//! Descriptive statistics for a city's temperature series.

use seasonal_spi::{Observation, Result, SeasonalError, TemperatureSummary};

use crate::baseline::{mean, sample_std};

/// Count, mean, sample std, min, quartiles and max of the temperatures.
///
/// Quartiles interpolate linearly between the closest ranks.
pub fn describe(observations: &[Observation]) -> Result<TemperatureSummary> {
    if observations.is_empty() {
        return Err(SeasonalError::EmptyObservations);
    }

    let mut sorted: Vec<f64> = observations.iter().map(|o| o.temperature).collect();
    sorted.sort_by(f64::total_cmp);

    let mean = mean(&sorted);
    Ok(TemperatureSummary {
        count: sorted.len(),
        mean,
        std: sample_std(&sorted, mean),
        min: sorted[0],
        p25: quantile(&sorted, 0.25),
        median: quantile(&sorted, 0.5),
        p75: quantile(&sorted, 0.75),
        max: sorted[sorted.len() - 1],
    })
}

/// Linear-interpolated quantile of non-empty sorted data.
fn quantile(sorted: &[f64], q: f64) -> f64 {
    let position = q * (sorted.len() - 1) as f64;
    let lower = position.floor() as usize;
    let upper = position.ceil() as usize;
    let fraction = position - lower as f64;
    sorted[lower] + (sorted[upper] - sorted[lower]) * fraction
}

#[cfg(test)]
mod tests {
    use super::*;

    fn series(values: &[f64]) -> Vec<Observation> {
        values
            .iter()
            .enumerate()
            .map(|(i, &t)| Observation::new("Rome", i.to_string(), t, "spring"))
            .collect()
    }

    #[test]
    fn test_describe_basic() {
        let summary = describe(&series(&[4.0, 1.0, 3.0, 2.0, 5.0])).unwrap();
        assert_eq!(summary.count, 5);
        assert_eq!(summary.mean, 3.0);
        assert_eq!(summary.min, 1.0);
        assert_eq!(summary.p25, 2.0);
        assert_eq!(summary.median, 3.0);
        assert_eq!(summary.p75, 4.0);
        assert_eq!(summary.max, 5.0);
        assert!((summary.std.unwrap() - 2.5_f64.sqrt()).abs() < 1e-12);
    }

    #[test]
    fn test_describe_interpolates() {
        let summary = describe(&series(&[1.0, 2.0, 3.0, 4.0])).unwrap();
        assert_eq!(summary.p25, 1.75);
        assert_eq!(summary.median, 2.5);
        assert_eq!(summary.p75, 3.25);
    }

    #[test]
    fn test_describe_single_value() {
        let summary = describe(&series(&[7.5])).unwrap();
        assert_eq!(summary.count, 1);
        assert_eq!(summary.std, None);
        assert_eq!(summary.min, 7.5);
        assert_eq!(summary.median, 7.5);
        assert_eq!(summary.max, 7.5);
    }

    #[test]
    fn test_describe_empty() {
        assert_eq!(describe(&[]).unwrap_err(), SeasonalError::EmptyObservations);
    }
}
//! Baseline computer trait definition.

use crate::model::{Observation, SeasonalBaseline};

/// Computes a per-season baseline from one city's observations.
///
/// Implementations must be pure: the same input always yields an identical
/// baseline, and every season present in the input gets exactly one entry.
pub trait BaselineComputer: Send + Sync {
    /// Group `observations` by season and reduce each group to its statistics.
    fn compute(&self, observations: &[Observation]) -> SeasonalBaseline;
}
//! Seasonal Baseline API
//!
//! Configuration types for baseline computation and live classification.

use serde::{Deserialize, Serialize};

// Re-export SPI types
pub use seasonal_spi::{
    AnnotatedObservation, LiveReading, Observation, Result, Season, SeasonStats,
    SeasonalBaseline, SeasonalError, TemperatureSummary, Verdict,
};

/// Number of standard deviations either side of the mean that bound a normal
/// temperature. Fixed; not a tuning knob.
pub const SIGMA_THRESHOLD: f64 = 2.0;

// ============================================================================
// Classifier Configuration
// ============================================================================

/// What a live classification reports when the season has no variance estimate.
#[derive(Debug, Clone, Copy, Default, PartialEq, Eq, Serialize, Deserialize)]
#[serde(rename_all = "snake_case")]
pub enum UndefinedVariancePolicy {
    /// The undefined bound makes every comparison false, so the reading is
    /// normal.
    #[default]
    FoldToNormal,
    /// Report [`Verdict::Indeterminate`].
    Report,
}

/// Live classifier configuration.
#[derive(Debug, Clone, Default, Serialize, Deserialize)]
pub struct ClassifierConfig {
    /// Handling of seasons with a single historical sample (default: fold to normal).
    #[serde(default)]
    pub undefined_variance: UndefinedVariancePolicy,
}

impl ClassifierConfig {
    pub fn new(undefined_variance: UndefinedVariancePolicy) -> Self {
        Self { undefined_variance }
    }

    /// Configuration that reports indeterminate readings distinctly.
    pub fn strict() -> Self {
        Self::new(UndefinedVariancePolicy::Report)
    }
}

#[cfg(test)]
mod tests {
    use super::*;

    #[test]
    fn test_default_folds_to_normal() {
        let config = ClassifierConfig::default();
        assert_eq!(config.undefined_variance, UndefinedVariancePolicy::FoldToNormal);
    }

    #[test]
    fn test_strict_reports() {
        assert_eq!(
            ClassifierConfig::strict().undefined_variance,
            UndefinedVariancePolicy::Report
        );
    }

    #[test]
    fn test_deserialize_empty_object() {
        let config: ClassifierConfig = serde_json::from_str("{}").unwrap();
        assert_eq!(config.undefined_variance, UndefinedVariancePolicy::FoldToNormal);
    }

    #[test]
    fn test_deserialize_report() {
        let config: ClassifierConfig =
            serde_json::from_str(r#"{"undefined_variance":"report"}"#).unwrap();
        assert_eq!(config.undefined_variance, UndefinedVariancePolicy::Report);
    }
}
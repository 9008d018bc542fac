//! CSV and JSON loaders.

use std::fs::File;
use std::io::{BufReader, Read};
use std::path::Path;

use seasonal_spi::{Observation, Season};
use serde::Deserialize;
use tracing::{debug, warn};

use crate::error::{LoadError, Result};

/// Columns every input table must carry. Others are ignored.
pub const REQUIRED_COLUMNS: [&str; 4] = ["city", "timestamp", "temperature", "season"];

#[derive(Debug, Deserialize)]
struct CsvRow {
    city: String,
    timestamp: String,
    temperature: f64,
    season: String,
}

#[derive(Deserialize)]
#[serde(untagged)]
enum JsonDocument {
    Rows(Vec<Observation>),
    Wrapped { observations: Vec<Observation> },
}

/// Load observations, picking the format from the file extension.
pub fn load(path: &Path) -> Result<Vec<Observation>> {
    let extension = path
        .extension()
        .and_then(|ext| ext.to_str())
        .map(str::to_ascii_lowercase);

    match extension.as_deref() {
        Some("csv") => load_csv(path),
        Some("json") => load_json(path),
        other => Err(LoadError::UnsupportedFormat(
            other.unwrap_or("<none>").to_string(),
        )),
    }
}

/// Load observations from a CSV file.
pub fn load_csv(path: &Path) -> Result<Vec<Observation>> {
    let file = File::open(path)?;
    let observations = read_csv(BufReader::new(file))?;
    debug!(path = %path.display(), rows = observations.len(), "loaded CSV");
    Ok(observations)
}

/// Read observations from CSV with a header row.
pub fn read_csv<R: Read>(reader: R) -> Result<Vec<Observation>> {
    let mut reader = csv::ReaderBuilder::new()
        .trim(csv::Trim::All)
        .from_reader(reader);

    let headers = reader.headers().map_err(csv_error)?.clone();
    for column in REQUIRED_COLUMNS {
        if !headers.iter().any(|h| h == column) {
            return Err(LoadError::MissingColumn(column));
        }
    }

    let mut observations = Vec::new();
    for result in reader.records() {
        let record = result.map_err(csv_error)?;
        let line = record.position().map(|p| p.line()).unwrap_or(0);
        let row: CsvRow = record
            .deserialize(Some(&headers))
            .map_err(|e| LoadError::Csv {
                line,
                message: e.to_string(),
            })?;
        observations.push(validate(row.city, row.timestamp, row.temperature, &row.season, line)?);
    }

    finish(observations)
}

/// Load observations from a JSON file.
pub fn load_json(path: &Path) -> Result<Vec<Observation>> {
    let file = File::open(path)?;
    let observations = read_json(BufReader::new(file))?;
    debug!(path = %path.display(), rows = observations.len(), "loaded JSON");
    Ok(observations)
}

/// Read observations from a JSON array of rows, or an object with an
/// `observations` array.
pub fn read_json<R: Read>(reader: R) -> Result<Vec<Observation>> {
    let document: JsonDocument =
        serde_json::from_reader(reader).map_err(|e| LoadError::Json(e.to_string()))?;
    let rows = match document {
        JsonDocument::Rows(rows) => rows,
        JsonDocument::Wrapped { observations } => observations,
    };

    let observations = rows
        .into_iter()
        .enumerate()
        .map(|(index, o)| {
            let line = index as u64 + 1;
            validate(o.city, o.timestamp, o.temperature, o.season.as_str(), line)
        })
        .collect::<Result<Vec<_>>>()?;

    finish(observations)
}

fn validate(
    city: String,
    timestamp: String,
    temperature: f64,
    season: &str,
    line: u64,
) -> Result<Observation> {
    if !temperature.is_finite() {
        return Err(LoadError::InvalidTemperature {
            line,
            value: temperature,
        });
    }
    let season = season.trim();
    if season.is_empty() {
        return Err(LoadError::EmptySeason { line });
    }

    let season = Season::new(season);
    if !season.is_canonical() {
        warn!(line, %season, "season label outside winter/spring/summer/autumn");
    }
    Ok(Observation::new(city, timestamp, temperature, season))
}

fn finish(observations: Vec<Observation>) -> Result<Vec<Observation>> {
    if observations.is_empty() {
        return Err(LoadError::Empty);
    }
    Ok(observations)
}

fn csv_error(e: csv::Error) -> LoadError {
    let line = e.position().map(|p| p.line()).unwrap_or(0);
    LoadError::Csv {
        line,
        message: e.to_string(),
    }
}
//! Seasonal Baseline Service Provider Interface
//!
//! Defines the data model, error type and traits for seasonal baselines
//! and live anomaly classification.

pub mod contract;
pub mod error;
pub mod model;

// Re-export all public items at crate root for convenience
pub use contract::{BaselineComputer, LiveClassifier};
pub use error::{Result, SeasonalError};
pub use model::{
    AnnotatedObservation, LiveReading, Observation, Season,
    SeasonStats, SeasonalBaseline, TemperatureSummary, Verdict,
};
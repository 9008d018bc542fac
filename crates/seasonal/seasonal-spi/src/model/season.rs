//! Season labels.

use std::fmt;

use serde::{Deserialize, Serialize};

/// Categorical season label used to partition observations.
///
/// Labels are compared exactly. The four canonical labels are offered by
/// selectors, but any label found in the data forms its own group.
#[derive(Debug, Clone, PartialEq, Eq, PartialOrd, Ord, Hash, Serialize, Deserialize)]
#[serde(transparent)]
pub struct Season(String);

impl Season {
    /// Canonical labels in selector order.
    pub const CANONICAL: [&'static str; 4] = ["winter", "spring", "summer", "autumn"];

    /// Create a season from any label.
    pub fn new(label: impl Into<String>) -> Self {
        Self(label.into())
    }

    pub fn winter() -> Self {
        Self::new("winter")
    }

    pub fn spring() -> Self {
        Self::new("spring")
    }

    pub fn summer() -> Self {
        Self::new("summer")
    }

    pub fn autumn() -> Self {
        Self::new("autumn")
    }

    /// The four canonical seasons, winter first.
    pub fn canonical() -> Vec<Season> {
        Self::CANONICAL.iter().map(|label| Self::new(*label)).collect()
    }

    /// Get the label.
    pub fn as_str(&self) -> &str {
        &self.0
    }

    /// Whether this is one of the four canonical labels.
    pub fn is_canonical(&self) -> bool {
        Self::CANONICAL.contains(&self.0.as_str())
    }
}

impl fmt::Display for Season {
    fn fmt(&self, f: &mut fmt::Formatter<'_>) -> fmt::Result {
        f.pad(&self.0)
    }
}

impl From<&str> for Season {
    fn from(label: &str) -> Self {
        Self::new(label)
    }
}

impl From<String> for Season {
    fn from(label: String) -> Self {
        Self(label)
    }
}
//! Contract definitions for weather sources.

mod weather_source;

pub use weather_source::WeatherSource;
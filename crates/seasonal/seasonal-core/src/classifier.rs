//! Live reading classification.

use seasonal_api::{ClassifierConfig, UndefinedVariancePolicy};
use seasonal_spi::{LiveClassifier, LiveReading, Result, SeasonalBaseline, SeasonalError, Verdict};
use tracing::debug;

use crate::rule::AnomalyBounds;

/// Classifies a single reading with the same rule used to annotate history.
#[derive(Debug, Clone, Default)]
pub struct LiveAnomalyClassifier {
    policy: UndefinedVariancePolicy,
}

impl LiveAnomalyClassifier {
    pub fn new(policy: UndefinedVariancePolicy) -> Self {
        Self { policy }
    }

    /// Create from configuration.
    pub fn from_config(config: ClassifierConfig) -> Self {
        Self::new(config.undefined_variance)
    }

    pub fn policy(&self) -> UndefinedVariancePolicy {
        self.policy
    }
}

impl LiveClassifier for LiveAnomalyClassifier {
    fn classify(&self, reading: &LiveReading, baseline: &SeasonalBaseline) -> Result<Verdict> {
        let stats = baseline
            .get(&reading.season)
            .ok_or_else(|| SeasonalError::SeasonNotFound {
                season: reading.season.clone(),
            })?;

        let verdict = match AnomalyBounds::from_stats(stats) {
            Some(bounds) if bounds.is_violated_by(reading.temperature) => Verdict::Anomalous,
            Some(_) => Verdict::Normal,
            None => match self.policy {
                UndefinedVariancePolicy::FoldToNormal => Verdict::Normal,
                UndefinedVariancePolicy::Report => Verdict::Indeterminate,
            },
        };

        debug!(
            season = %reading.season,
            temperature = reading.temperature,
            %verdict,
            "classified live reading"
        );
        Ok(verdict)
    }
}

/// Classify `reading` with the default policy.
pub fn classify(reading: &LiveReading, baseline: &SeasonalBaseline) -> Result<Verdict> {
    LiveAnomalyClassifier::default().classify(reading, baseline)
}

#[cfg(test)]
mod tests {
    use super::*;
    use seasonal_spi::{Season, SeasonStats};

    fn baseline() -> SeasonalBaseline {
        [
            (Season::summer(), SeasonStats::new(20.0, Some(5.0), 92)),
            (Season::winter(), SeasonStats::new(-5.0, None, 1)),
        ]
        .into_iter()
        .collect()
    }

    #[test]
    fn test_anomalous_above_upper_bound() {
        let verdict = classify(&LiveReading::new(50.0, "summer"), &baseline()).unwrap();
        assert_eq!(verdict, Verdict::Anomalous);
    }

    #[test]
    fn test_anomalous_below_lower_bound() {
        let verdict = classify(&LiveReading::new(9.0, "summer"), &baseline()).unwrap();
        assert_eq!(verdict, Verdict::Anomalous);
    }

    #[test]
    fn test_normal_within_bounds() {
        let verdict = classify(&LiveReading::new(22.0, "summer"), &baseline()).unwrap();
        assert_eq!(verdict, Verdict::Normal);
    }

    #[test]
    fn test_season_not_found() {
        let err = classify(&LiveReading::new(15.0, "monsoon"), &baseline()).unwrap_err();
        assert!(matches!(err, SeasonalError::SeasonNotFound { ref season } if season.as_str() == "monsoon"));
    }

    #[test]
    fn test_undefined_std_folds_to_normal() {
        let verdict = classify(&LiveReading::new(40.0, "winter"), &baseline()).unwrap();
        assert_eq!(verdict, Verdict::Normal);
    }

    #[test]
    fn test_undefined_std_reported_when_strict() {
        let classifier = LiveAnomalyClassifier::from_config(ClassifierConfig::strict());
        let verdict = classifier
            .classify(&LiveReading::new(40.0, "winter"), &baseline())
            .unwrap();
        assert_eq!(verdict, Verdict::Indeterminate);
    }

    #[test]
    fn test_strict_policy_does_not_change_defined_seasons() {
        let classifier = LiveAnomalyClassifier::new(UndefinedVariancePolicy::Report);
        let verdict = classifier
            .classify(&LiveReading::new(50.0, "summer"), &baseline())
            .unwrap();
        assert_eq!(verdict, Verdict::Anomalous);
    }
}
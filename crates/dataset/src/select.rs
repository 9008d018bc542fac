//! City selection over a loaded table.

use std::collections::HashSet;

use seasonal_spi::Observation;

/// Distinct cities in order of first appearance.
pub fn cities(observations: &[Observation]) -> Vec<String> {
    let mut seen: HashSet<&str> = HashSet::new();
    let mut ordered = Vec::new();
    for observation in observations {
        if seen.insert(observation.city.as_str()) {
            ordered.push(observation.city.clone());
        }
    }
    ordered
}

/// Rows for one city, in their original order.
pub fn for_city(observations: &[Observation], city: &str) -> Vec<Observation> {
    observations
        .iter()
        .filter(|observation| observation.city == city)
        .cloned()
        .collect()
}
//! End-to-end tests for the seasonal crate
//!
//! Tests the complete dashboard workflow: one city's history is reduced to a
//! baseline, anomalies are highlighted, and a live reading is checked.

use seasonal::{
    annotate, compute_baseline, ClassifierConfig, LiveAnomalyClassifier, LiveClassifier,
    LiveReading, Observation, Season, SeasonalError, Verdict,
};

fn history() -> Vec<Observation> {
    let mut data = Vec::new();
    for year in 2010..2020 {
        for (season, base) in [("winter", -4.0), ("spring", 8.0), ("summer", 19.0), ("autumn", 9.0)] {
            for day in 0..10 {
                let t = base + ((year + day) % 4) as f64 * 0.75;
                data.push(Observation::new("Warsaw", format!("{}-{}-{}", year, season, day), t, season));
            }
        }
    }
    // Heat wave and cold snap
    data.push(Observation::new("Warsaw", "2015-summer-heat", 36.0, "summer"));
    data.push(Observation::new("Warsaw", "2012-winter-snap", -25.0, "winter"));
    data
}

#[test]
fn e2e_history_to_highlighted_anomalies() {
    let data = history();
    let baseline = compute_baseline(&data);
    assert_eq!(baseline.len(), 4);

    let annotated = annotate(&data, &baseline).unwrap();
    assert_eq!(annotated.len(), data.len());

    let highlighted: Vec<&str> = annotated
        .anomalies()
        .map(|row| row.observation.timestamp.as_str())
        .collect();
    assert_eq!(highlighted, vec!["2015-summer-heat", "2012-winter-snap"]);
}

#[test]
fn e2e_live_check_for_each_selector_season() {
    let baseline = compute_baseline(&history());
    let classifier = LiveAnomalyClassifier::default();

    for season in Season::canonical() {
        let mean = baseline.get(&season).unwrap().mean;
        let verdict = classifier
            .classify(&LiveReading::new(mean, season.clone()), &baseline)
            .unwrap();
        assert_eq!(verdict, Verdict::Normal, "mean of {} should be normal", season);
    }

    let hot = classifier
        .classify(&LiveReading::new(40.0, "winter"), &baseline)
        .unwrap();
    assert_eq!(hot, Verdict::Anomalous);
}

#[test]
fn e2e_selector_season_missing_from_data() {
    let summer_only: Vec<Observation> = history()
        .into_iter()
        .filter(|o| o.season == Season::summer())
        .collect();
    let baseline = compute_baseline(&summer_only);

    let err = LiveAnomalyClassifier::default()
        .classify(&LiveReading::new(0.0, "winter"), &baseline)
        .unwrap_err();
    assert_eq!(err, SeasonalError::SeasonNotFound { season: Season::winter() });
}

#[test]
fn e2e_strict_policy_for_sparse_history() {
    let data = vec![
        Observation::new("Reykjavik", "2019-01-01", -1.0, "winter"),
        Observation::new("Reykjavik", "2019-07-01", 12.0, "summer"),
        Observation::new("Reykjavik", "2020-07-01", 13.0, "summer"),
    ];
    let baseline = compute_baseline(&data);

    let lenient = LiveAnomalyClassifier::default();
    let strict = LiveAnomalyClassifier::from_config(ClassifierConfig::strict());
    let reading = LiveReading::new(-30.0, "winter");

    assert_eq!(lenient.classify(&reading, &baseline).unwrap(), Verdict::Normal);
    assert_eq!(strict.classify(&reading, &baseline).unwrap(), Verdict::Indeterminate);
}

#[test]
fn e2e_annotated_rows_serialize_for_chart() {
    let data = history();
    let baseline = compute_baseline(&data);
    let annotated = annotate(&data, &baseline).unwrap();

    let rows: Vec<_> = annotated.iter().collect();
    let json = serde_json::to_value(&rows).unwrap();
    let first = &json[0];
    assert_eq!(first["city"], "Warsaw");
    assert!(first["mean_temperature"].is_number());
    assert_eq!(first["is_anomaly"], false);

    let table = serde_json::to_value(&baseline).unwrap();
    assert!(table["summer"]["std"].is_number());
}
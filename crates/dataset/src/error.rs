//! Ingestion error types.

use thiserror::Error;

/// Error type for data loading operations.
#[derive(Debug, Error)]
pub enum LoadError {
    #[error("Failed to read file: {0}")]
    Io(#[from] std::io::Error),

    #[error("Missing required column: {0}")]
    MissingColumn(&'static str),

    #[error("Failed to parse CSV at line {line}: {message}")]
    Csv { line: u64, message: String },

    #[error("Failed to parse JSON: {0}")]
    Json(String),

    #[error("Non-finite temperature at line {line}: {value}")]
    InvalidTemperature { line: u64, value: f64 },

    #[error("Empty season label at line {line}")]
    EmptySeason { line: u64 },

    #[error("Unsupported file format: {0}")]
    UnsupportedFormat(String),

    #[error("No observations found")]
    Empty,
}

/// Result type for ingestion.
pub type Result<T> = std::result::Result<T, LoadError>;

###

# Task brief
Tell how many lines of the material above hold "static", answering with a bare number.

# Solution for this exercise
2